Медушевский В. В.
Предисловие
Духовно-нравственный кризис, лежащий в сердцевине системного кризиса страны и человечества (угрожающее загрязнение природы и культуры, в частности, ее звуко-нравственная нечистота, преступность, наркомания, стремительный прогресс болезней, близящееся исчерпание энергетических ресурсов и пр.), стремительно углубляется. — Потому от всех людей во всех сферах культуры и жизни требуются новые нравственные усилия.
Что ждать от анализа великой музыки? В ней — богатейшие потенции воспитания общества. Они не востребованы ныне. Умалены по причине духовной сниженности исполнительских и теоретических интерпретаций, что связано с утратой человеком смысла жизни на земле.

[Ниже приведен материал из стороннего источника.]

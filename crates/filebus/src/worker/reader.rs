//! Per-task message reader
//!
//! Each coordinator task owns one reader and calls
//! [`MessageReader::try_process_message`] in a loop until the reader is
//! retired or the coordinator stops:
//!
//! ```text
//!            ┌──────────── paused ─────────────► wait, no work, stay
//!            │
//! read ──────┼── nothing ─┬─ primary ──────────► idle backoff, stay
//!            │            └─ other ────────────► retire
//!            │
//!            └── message ─► reset backoff
//!                           give up primary, start a task
//!                           dispatch ─► commit | abort
//!                           reclaim primary ───► stay
//! ```

use std::panic::AssertUnwindSafe;
use std::sync::Arc;
use std::time::Duration;

use async_trait::async_trait;
use futures::FutureExt;
use tokio_util::sync::CancellationToken;
use tracing::{debug, error, warn};

use super::backoff::BackoffStrategy;
use super::bottleneck::BottleneckPermit;
use super::pipeline::{IncomingContext, PipelineInvoker};
use crate::transport::{TransactionContext, Transport, TransportMessage};

/// Outcome of one reader iteration
#[derive(Debug, Clone, Copy, PartialEq, Eq, Default)]
pub struct ReaderResult {
    /// A message was dispatched
    pub work_done: bool,
    /// The reader should exit its loop
    pub removed: bool,
}

/// Reader errors
#[derive(Debug, thiserror::Error)]
pub enum ReaderError {
    /// Cooperative shutdown; the task exits cleanly
    #[error("reader cancelled")]
    Cancelled,

    /// Anything else escaping a reader is a defect
    #[error("reader fault: {0}")]
    Fault(#[from] anyhow::Error),
}

/// The view of the coordinator a reader works against
#[async_trait]
pub trait ReaderCoordinator: Send + Sync {
    fn is_paused(&self) -> bool;

    fn pause_interval(&self) -> Duration;

    fn is_primary(&self, task_id: u64) -> bool;

    /// Whether the reader may exit after an iteration
    ///
    /// A `true` answer is final: the caller must exit its loop.
    fn is_safe_to_remove(&self, task_id: u64, work_done: bool) -> bool;

    /// Called right before dispatch: gives up the primary slot and scales up
    fn on_before_work(&self, task_id: u64);

    /// Called after dispatch: tries to take the primary slot back
    fn on_after_work(&self, task_id: u64);

    /// Wait for read capacity; the primary reader is exempt
    async fn read_throttle(
        &self,
        is_primary: bool,
        cancel: &CancellationToken,
    ) -> Result<BottleneckPermit, ReaderError>;

    /// Start one more task if the budget allows
    fn start_new_task(&self) -> bool;
}

/// A reader owned by one coordinator task
#[async_trait]
pub trait MessageReader: Send + Sync {
    fn task_id(&self) -> u64;

    fn coordinator(&self) -> &Arc<dyn ReaderCoordinator>;

    /// Read and dispatch at most one message; returns whether one was dispatched
    async fn do_work(&self, is_primary: bool, cancel: &CancellationToken) -> Result<bool, ReaderError>;

    /// One loop iteration, including pause handling and the retirement test
    async fn try_process_message(&self, cancel: &CancellationToken) -> Result<ReaderResult, ReaderError> {
        let coordinator = self.coordinator();

        if coordinator.is_paused() {
            tokio::select! {
                _ = cancel.cancelled() => return Err(ReaderError::Cancelled),
                _ = tokio::time::sleep(coordinator.pause_interval()) => {}
            }
            return Ok(ReaderResult {
                work_done: false,
                removed: false,
            });
        }

        if cancel.is_cancelled() {
            return Err(ReaderError::Cancelled);
        }

        let is_primary = coordinator.is_primary(self.task_id());
        let work_done = self.do_work(is_primary, cancel).await?;
        let removed =
            cancel.is_cancelled() || coordinator.is_safe_to_remove(self.task_id(), work_done);

        Ok(ReaderResult { work_done, removed })
    }
}

/// Creates the reader for a newly spawned task
pub trait MessageReaderFactory: Send + Sync {
    fn create_reader(
        &self,
        task_id: u64,
        coordinator: Arc<dyn ReaderCoordinator>,
    ) -> Box<dyn MessageReader>;
}

/// Reader receiving from a [`Transport`] and dispatching to a [`PipelineInvoker`]
pub struct TransportMessageReader {
    task_id: u64,
    coordinator: Arc<dyn ReaderCoordinator>,
    transport: Arc<dyn Transport>,
    pipeline: Arc<dyn PipelineInvoker>,
    backoff: Arc<dyn BackoffStrategy>,
}

impl TransportMessageReader {
    pub fn new(
        task_id: u64,
        coordinator: Arc<dyn ReaderCoordinator>,
        transport: Arc<dyn Transport>,
        pipeline: Arc<dyn PipelineInvoker>,
        backoff: Arc<dyn BackoffStrategy>,
    ) -> Self {
        Self {
            task_id,
            coordinator,
            transport,
            pipeline,
            backoff,
        }
    }

    /// Receive one message, absorbing every failure except cancellation
    async fn read_message(
        &self,
        is_primary: bool,
        context: &TransactionContext,
        cancel: &CancellationToken,
    ) -> Result<Option<TransportMessage>, ReaderError> {
        let permit = self.coordinator.read_throttle(is_primary, cancel).await?;
        let received = self.transport.receive(context, cancel).await;
        drop(permit);

        match received {
            Ok(message) => Ok(message),
            Err(e) if e.is_cancelled() => Err(ReaderError::Cancelled),
            Err(e) => {
                warn!(
                    task_id = self.task_id,
                    error = %e,
                    "An error occurred when attempting to receive the next message"
                );
                if is_primary && self.backoff.wait_error(cancel).await {
                    return Err(ReaderError::Cancelled);
                }
                Ok(None)
            }
        }
    }

    /// Dispatch and finish the transaction; never fails
    async fn process_message(
        &self,
        context: Arc<TransactionContext>,
        message: TransportMessage,
        cancel: &CancellationToken,
    ) {
        let label = message.label();
        let incoming = IncomingContext {
            message,
            transaction: Arc::clone(&context),
            cancel: cancel.clone(),
        };

        let outcome = AssertUnwindSafe(self.pipeline.invoke(incoming))
            .catch_unwind()
            .await;

        match outcome {
            Ok(Ok(())) => {
                if let Err(e) = context.complete().await {
                    error!(
                        task_id = self.task_id,
                        label = %label,
                        error = %e,
                        "An error occurred when attempting to complete the transaction context"
                    );
                }
            }
            Ok(Err(e)) => {
                self.abort(&context).await;
                if cancel.is_cancelled() {
                    error!(task_id = self.task_id, label = %label, error = ?e, "Worker was aborted while handling message");
                } else {
                    error!(task_id = self.task_id, label = %label, error = ?e, "Unhandled error while handling message");
                }
            }
            Err(panic) => {
                self.abort(&context).await;
                error!(
                    task_id = self.task_id,
                    label = %label,
                    panic = %panic_message(panic.as_ref()),
                    "Handler panicked while handling message"
                );
            }
        }
    }

    async fn abort(&self, context: &TransactionContext) {
        if let Err(e) = context.abort().await {
            warn!(task_id = self.task_id, error = %e, "Could not abort transaction context");
        }
    }
}

#[async_trait]
impl MessageReader for TransportMessageReader {
    fn task_id(&self) -> u64 {
        self.task_id
    }

    fn coordinator(&self) -> &Arc<dyn ReaderCoordinator> {
        &self.coordinator
    }

    async fn do_work(&self, is_primary: bool, cancel: &CancellationToken) -> Result<bool, ReaderError> {
        let context = Arc::new(TransactionContext::new());

        let Some(message) = self.read_message(is_primary, &context, cancel).await? else {
            if is_primary && self.backoff.wait_no_message(cancel).await {
                return Err(ReaderError::Cancelled);
            }
            return Ok(false);
        };

        // a claimed message is always dispatched, even when shutdown started meanwhile
        self.backoff.reset();
        self.coordinator.on_before_work(self.task_id);
        debug!(task_id = self.task_id, label = %message.label(), "Dispatching message");
        self.process_message(context, message, cancel).await;
        self.coordinator.on_after_work(self.task_id);

        Ok(true)
    }
}

/// Builds [`TransportMessageReader`]s sharing one transport, pipeline and backoff
pub struct TransportReaderFactory {
    transport: Arc<dyn Transport>,
    pipeline: Arc<dyn PipelineInvoker>,
    backoff: Arc<dyn BackoffStrategy>,
}

impl TransportReaderFactory {
    pub fn new(
        transport: Arc<dyn Transport>,
        pipeline: Arc<dyn PipelineInvoker>,
        backoff: Arc<dyn BackoffStrategy>,
    ) -> Self {
        Self {
            transport,
            pipeline,
            backoff,
        }
    }
}

impl MessageReaderFactory for TransportReaderFactory {
    fn create_reader(
        &self,
        task_id: u64,
        coordinator: Arc<dyn ReaderCoordinator>,
    ) -> Box<dyn MessageReader> {
        Box::new(TransportMessageReader::new(
            task_id,
            coordinator,
            Arc::clone(&self.transport),
            Arc::clone(&self.pipeline),
            Arc::clone(&self.backoff),
        ))
    }
}

/// Best-effort text of a panic payload
pub(crate) fn panic_message(payload: &(dyn std::any::Any + Send)) -> String {
    if let Some(s) = payload.downcast_ref::<&str>() {
        (*s).to_string()
    } else if let Some(s) = payload.downcast_ref::<String>() {
        s.clone()
    } else {
        "non-string panic payload".to_string()
    }
}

"Высокая" музыкальная культура являет собой ныне — к счастью, не стопроцентно, но в значительной уже части — род гигантского подлога: под видом исполняемой классики и высокой традиции выказывает себя психология уже не духовного, а плотского человека. Пошлому исполнению поддакивает бездуховное слышание музыки. Установка слуха музыковедов, исполнителей, композиторов и слушателей лишает музыку ее духовной крепости. Забыл, утерял человек знание о том, что истина обретается в лучшем, а искать среднее и посредственное — значит клеветать на бесконечную красоту истины, "Искусство не знает пределов, — и кто же может достичь вершин мастерства?" Удивительные эти слова сказаны 46 веков назад египтянином Птахотепом — словно в укор нам!
Анализ музыки призван непрестанно возвращать музыке ее возвышенную красоту — через воспитание музыкального слуха (музыкантов и слушателей) как органа поиска такой неземной красоты.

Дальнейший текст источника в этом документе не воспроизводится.